West-Sibirien im Ersten Weltkrieg. In zwei Erdbaracken liegen 2.300 deutsche und österreichische Kriegsgefangene. Kranke und Gesunde sind so dicht nebeneinander, dass man über ihre Körper steigen muss. Leichen werden in einer Ecke aufgestapelt und erst abgeholt, wenn genügend Tote für eine Wagenladung beisammen sind. Die Fuhre zum Massengrab kommt später mit Fleisch für die Überlebenden zurück. "Wer noch Kraft hatte, aß", wird sich die Krankenschwester Elsa Brändström erinnern. "Tage vergingen, an denen es nicht einen Tropfen Wasser gab, Schwerkranke schleppten sich mit letzter Kraft hinaus, um ihren brennenden Durst im Schnee zu löschen."

Brändström wird 1888 als Tochter eines schwedischen Militärattachés geboren.
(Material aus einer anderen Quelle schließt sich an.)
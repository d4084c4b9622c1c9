//! Resource listings cached per subject, filter and page.

use std::collections::HashMap;
use std::sync::{Arc, RwLock};

use tracing::{debug, warn};

use super::{LoadState, read, write};
use crate::constants::messages;
use crate::error::Result;
use crate::models::{ResourceFilter, ResourceListing, SubjectId};
use crate::services::ResourceApi;

#[derive(Debug, Clone, Default, PartialEq, Eq, Hash)]
pub struct ResourceQuery {
    pub bangumi_id: SubjectId,
    pub filter: ResourceFilter,
}

impl ResourceQuery {
    #[must_use]
    pub fn new(bangumi_id: SubjectId) -> Self {
        Self {
            bangumi_id,
            filter: ResourceFilter::default(),
        }
    }

    /// Cache key with defaults applied, so `limit: None` and `limit: 100`
    /// share an entry.
    #[must_use]
    pub fn key(&self) -> QueryKey {
        QueryKey {
            bangumi_id: self.bangumi_id,
            resolution: self.filter.resolution().unwrap_or_default().to_string(),
            subtitle_type: self.filter.subtitle_type().unwrap_or_default().to_string(),
            limit: self.filter.limit(),
            offset: self.filter.offset(),
        }
    }
}

#[derive(Debug, Clone, PartialEq, Eq, Hash)]
pub struct QueryKey {
    pub bangumi_id: SubjectId,
    pub resolution: String,
    pub subtitle_type: String,
    pub limit: u32,
    pub offset: u32,
}

#[derive(Debug, Default)]
struct Entry {
    listing: Option<ResourceListing>,
    load: LoadState,
}

#[derive(Debug, Default)]
struct ResourceState {
    entries: HashMap<QueryKey, Entry>,
    current: Option<ResourceQuery>,
}

pub struct ResourceStore {
    api: Arc<dyn ResourceApi>,
    state: RwLock<ResourceState>,
}

impl ResourceStore {
    #[must_use]
    pub fn new(api: Arc<dyn ResourceApi>) -> Self {
        Self {
            api,
            state: RwLock::new(ResourceState::default()),
        }
    }

    /// Fetches `query`, replacing whatever was cached under its key.
    pub async fn fetch(&self, query: ResourceQuery) -> Result<ResourceListing> {
        let key = query.key();
        {
            let mut state = write(&self.state);
            state.current = Some(query.clone());
            let entry = state.entries.entry(key.clone()).or_default();
            entry.load = LoadState::Loading;
        }

        let result = self
            .api
            .anime_resources(query.bangumi_id, &query.filter)
            .await;

        let mut state = write(&self.state);
        let entry = state.entries.entry(key).or_default();
        match result {
            Ok(listing) => {
                debug!(
                    bangumi_id = query.bangumi_id,
                    total = listing.total_resources,
                    "Cached resource listing"
                );
                entry.listing = Some(listing.clone());
                entry.load = LoadState::Ready;
                Ok(listing)
            }
            Err(e) => {
                warn!(bangumi_id = query.bangumi_id, "Failed to load resources: {e}");
                entry.listing = None;
                entry.load = LoadState::Failed(messages::RESOURCES_LOAD_FAILED.to_string());
                Err(e)
            }
        }
    }

    /// Cached listing for `query` if present, fetching it otherwise.
    pub async fn load(&self, query: ResourceQuery) -> Result<ResourceListing> {
        if let Some(listing) = self.get(&query) {
            write(&self.state).current = Some(query);
            return Ok(listing);
        }
        self.fetch(query).await
    }

    /// Re-issues the most recent query. Does nothing before the first fetch.
    pub async fn refresh(&self) -> Result<Option<ResourceListing>> {
        let current = read(&self.state).current.clone();
        match current {
            Some(query) => self.fetch(query).await.map(Some),
            None => Ok(None),
        }
    }

    #[must_use]
    pub fn get(&self, query: &ResourceQuery) -> Option<ResourceListing> {
        read(&self.state)
            .entries
            .get(&query.key())
            .and_then(|entry| entry.listing.clone())
    }

    #[must_use]
    pub fn current_query(&self) -> Option<ResourceQuery> {
        read(&self.state).current.clone()
    }

    /// Listing for the most recent query.
    #[must_use]
    pub fn current(&self) -> Option<ResourceListing> {
        let state = read(&self.state);
        let key = state.current.as_ref()?.key();
        state.entries.get(&key)?.listing.clone()
    }

    #[must_use]
    pub fn load_state(&self, query: &ResourceQuery) -> LoadState {
        read(&self.state)
            .entries
            .get(&query.key())
            .map(|entry| entry.load.clone())
            .unwrap_or_default()
    }

    #[must_use]
    pub fn len(&self) -> usize {
        read(&self.state).entries.len()
    }

    #[must_use]
    pub fn is_empty(&self) -> bool {
        self.len() == 0
    }

    pub fn clear(&self) {
        *write(&self.state) = ResourceState::default();
    }
}

#[cfg(test)]
mod tests {
    use std::sync::atomic::Ordering;

    use super::*;
    use crate::stores::testing::FakeResources;

    fn query(id: SubjectId, resolution: Option<&str>, limit: Option<u32>) -> ResourceQuery {
        ResourceQuery {
            bangumi_id: id,
            filter: ResourceFilter {
                resolution: resolution.map(str::to_string),
                limit,
                ..ResourceFilter::default()
            },
        }
    }

    #[test]
    fn test_keys_normalize_defaults() {
        assert_eq!(query(1, None, None).key(), query(1, Some(""), Some(100)).key());
        assert_eq!(query(1, None, Some(0)).key(), query(1, None, None).key());
        assert_eq!(query(1, None, Some(0)).key().limit, 100);
        assert_ne!(query(1, None, None).key(), query(1, Some("1080p"), None).key());
        assert_ne!(query(1, None, None).key(), query(2, None, None).key());
    }

    #[tokio::test]
    async fn test_each_filter_is_cached_independently() {
        let api = Arc::new(FakeResources::default());
        let store = ResourceStore::new(api.clone());

        store.fetch(query(1, None, None)).await.unwrap();
        store.fetch(query(1, Some("1080p"), None)).await.unwrap();
        assert_eq!(store.len(), 2);

        let cached = store.load(query(1, None, Some(100))).await.unwrap();
        assert_eq!(cached.total_resources, 1);
        assert_eq!(api.listing_calls.load(Ordering::SeqCst), 2);
        assert_eq!(store.current().map(|l| l.total_resources), Some(1));
    }

    #[tokio::test]
    async fn test_refresh_reissues_latest_query() {
        let api = Arc::new(FakeResources::default());
        let store = ResourceStore::new(api.clone());
        assert_eq!(store.refresh().await.unwrap(), None);

        store.fetch(query(3, Some("720p"), None)).await.unwrap();
        assert_eq!(store.current_query(), Some(query(3, Some("720p"), None)));
        let refreshed = store.refresh().await.unwrap().unwrap();
        assert_eq!(refreshed.total_resources, 2);
        assert_eq!(api.listing_calls.load(Ordering::SeqCst), 2);
        assert_eq!(store.len(), 1);

        store.clear();
        assert!(store.is_empty());
        assert!(store.current().is_none());
        assert!(store.current_query().is_none());
    }

    #[tokio::test]
    async fn test_failure_is_recorded_per_key() {
        let api = Arc::new(FakeResources {
            listings_fail: true,
            ..FakeResources::default()
        });
        let store = ResourceStore::new(api);
        let q = query(1, None, None);

        assert!(store.fetch(q.clone()).await.is_err());
        assert_eq!(store.load_state(&q).error(), Some(messages::RESOURCES_LOAD_FAILED));
        assert!(store.get(&q).is_none());
        assert_eq!(store.load_state(&query(2, None, None)), LoadState::Empty);
    }
}
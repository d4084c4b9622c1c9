//! Bangumi metadata: airing calendar, subjects and episode lists.

use futures::future::join_all;
use tracing::warn;

use crate::constants::limits;
use crate::error::Result;
use crate::http::HttpClient;
use crate::models::{CalendarDay, EpisodePage, EpisodeType, Subject, SubjectId};

/// Episode list request options.
#[derive(Debug, Clone, Copy, Default, PartialEq, Eq)]
pub struct EpisodeQuery {
    pub kind: Option<EpisodeType>,
    pub limit: Option<u32>,
    pub offset: Option<u32>,
}

impl EpisodeQuery {
    #[must_use]
    pub fn main(limit: u32) -> Self {
        Self {
            kind: Some(EpisodeType::Main),
            limit: Some(limit),
            offset: None,
        }
    }
}

/// Read access to Bangumi subject data.
///
/// # Examples
///
/// ```rust,ignore
/// async fn names(api: &dyn BangumiApi, ids: &[u32]) -> Vec<String> {
///     api.batch_subjects(ids)
///         .await
///         .into_iter()
///         .map(|s| s.display_name().to_string())
///         .collect()
/// }
/// ```
#[async_trait::async_trait]
pub trait BangumiApi: Send + Sync {
    /// Weekly airing calendar.
    async fn calendar(&self) -> Result<Vec<CalendarDay>>;

    async fn subject(&self, id: SubjectId) -> Result<Subject>;

    /// Episodes of `id`. Unset limit and offset default to 100 and 0.
    async fn episodes(&self, id: SubjectId, query: EpisodeQuery) -> Result<EpisodePage>;

    /// Fetches all `ids` concurrently, dropping the ones that fail.
    ///
    /// Results keep the relative order of `ids`. Never fails as a whole.
    async fn batch_subjects(&self, ids: &[SubjectId]) -> Vec<Subject> {
        let results = join_all(ids.iter().map(|&id| self.subject(id))).await;

        ids.iter()
            .zip(results)
            .filter_map(|(id, result)| match result {
                Ok(subject) => Some(subject),
                Err(e) => {
                    warn!(subject_id = id, "Dropping subject from batch: {e}");
                    None
                }
            })
            .collect()
    }
}

#[derive(Clone)]
pub struct HttpBangumiApi {
    http: HttpClient,
}

impl HttpBangumiApi {
    #[must_use]
    pub const fn new(http: HttpClient) -> Self {
        Self { http }
    }
}

#[async_trait::async_trait]
impl BangumiApi for HttpBangumiApi {
    async fn calendar(&self) -> Result<Vec<CalendarDay>> {
        self.http.get("/bangumi/calendar", &[]).await
    }

    async fn subject(&self, id: SubjectId) -> Result<Subject> {
        self.http.get(&format!("/bangumi/subjects/{id}"), &[]).await
    }

    async fn episodes(&self, id: SubjectId, query: EpisodeQuery) -> Result<EpisodePage> {
        let mut params = Vec::with_capacity(3);
        if let Some(kind) = query.kind {
            params.push(("type", u8::from(kind).to_string()));
        }
        params.push((
            "limit",
            query
                .limit
                .unwrap_or(limits::DEFAULT_EPISODE_LIMIT)
                .to_string(),
        ));
        params.push(("offset", query.offset.unwrap_or(0).to_string()));

        self.http
            .get(&format!("/bangumi/subjects/{id}/episodes"), &params)
            .await
    }
}
//! Aggregated releases and the local library index.

use crate::constants::limits;
use crate::error::Result;
use crate::http::HttpClient;
use crate::models::{Availability, LibrarySearch, ResourceFilter, ResourceListing, SubjectId};

#[async_trait::async_trait]
pub trait ResourceApi: Send + Sync {
    /// Releases for a subject, grouped by subtitle group.
    async fn anime_resources(&self, id: SubjectId, filter: &ResourceFilter)
    -> Result<ResourceListing>;

    /// Releases for a single episode. A 404 here is reported silently.
    async fn episode_resources(&self, id: SubjectId, episode: u32) -> Result<ResourceListing>;

    /// Which episodes have releases. A 404 means "nothing indexed yet".
    async fn availability(&self, id: SubjectId) -> Result<Availability>;

    /// Full-text search over the library; `limit` defaults to 12.
    async fn search_library(
        &self,
        query: &str,
        page: u32,
        limit: Option<u32>,
    ) -> Result<LibrarySearch>;
}

#[derive(Clone)]
pub struct HttpResourceApi {
    http: HttpClient,
}

impl HttpResourceApi {
    #[must_use]
    pub const fn new(http: HttpClient) -> Self {
        Self { http }
    }
}

fn filter_params(filter: &ResourceFilter) -> Vec<(&'static str, String)> {
    let mut params = Vec::with_capacity(4);
    if let Some(resolution) = filter.resolution() {
        params.push(("resolution", resolution.to_string()));
    }
    if let Some(subtitle_type) = filter.subtitle_type() {
        params.push(("subtitle_type", subtitle_type.to_string()));
    }
    params.push(("limit", filter.limit().to_string()));
    params.push(("offset", filter.offset().to_string()));
    params
}

#[async_trait::async_trait]
impl ResourceApi for HttpResourceApi {
    async fn anime_resources(
        &self,
        id: SubjectId,
        filter: &ResourceFilter,
    ) -> Result<ResourceListing> {
        self.http
            .get(&format!("/animes/{id}/resources"), &filter_params(filter))
            .await
    }

    async fn episode_resources(&self, id: SubjectId, episode: u32) -> Result<ResourceListing> {
        self.http
            .get(
                &format!("/animes/{id}/resources"),
                &[("episode", episode.to_string())],
            )
            .await
    }

    async fn availability(&self, id: SubjectId) -> Result<Availability> {
        self.http
            .get(&format!("/animes/{id}/episodes/availability"), &[])
            .await
    }

    async fn search_library(
        &self,
        query: &str,
        page: u32,
        limit: Option<u32>,
    ) -> Result<LibrarySearch> {
        let params = [
            ("q", query.to_string()),
            ("page", page.to_string()),
            (
                "limit",
                limit.unwrap_or(limits::SEARCH_PAGE_SIZE).to_string(),
            ),
        ];
        self.http.get("/animes/search", &params).await
    }
}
Als der deutsche Kaiser Russland 1914 den Krieg erklärt, lebt sie in Sankt Petersburg. Bald schon gehen viele Damen der feinen russischen Gesellschaft in die Lazarette, um den Verwundeten die Stirn zu tupfen oder Kopfkissen aufzuschütteln. Als das Elend zu groß wird, ziehen sie wieder ab. Elsa Brändström bleibt und lässt sich im russischen Krankenpflegedienst ausbilden. Mehrmals gerät sie in Lebensgefahr, steckt sich mit Flecktyphus an. Ihr Einsatz bringt ihr den Beinamen "Engel von Sibirien" ein. Ihre Erlebnisse hält sie später in ihrem Buch "Unter Kriegsgefangenen in Russland und Sibirien 1914 bis 1920" fest. Dass sich die deutschen Soldaten darin positiv von den "slawischen Elementen" abheben, ist wohl weniger ihrem Rassismus als der Situation im Gefangenenlager geschuldet.

Adolf Hitler sieht das vermutlich anders. Nach seiner Machtergreifung schickt er Brändström, die in Deutschland inzwischen eine Kuranstalt für Kriegsgeschädigte und ein Waisenhaus gegründet hat, eine Einladung zu einem Treffen. "Nein. Elsa Brändström" soll die Krankenschwester per Telegramm geantwortet haben. Mit ihrer Familie übersiedelt sie in die USA und schickt von hier nach dem Zweiten Weltkrieg die ersten Care-Pakete ins zerstörte Deutschland. Brändström stirbt am 4. März 1948 in Boston.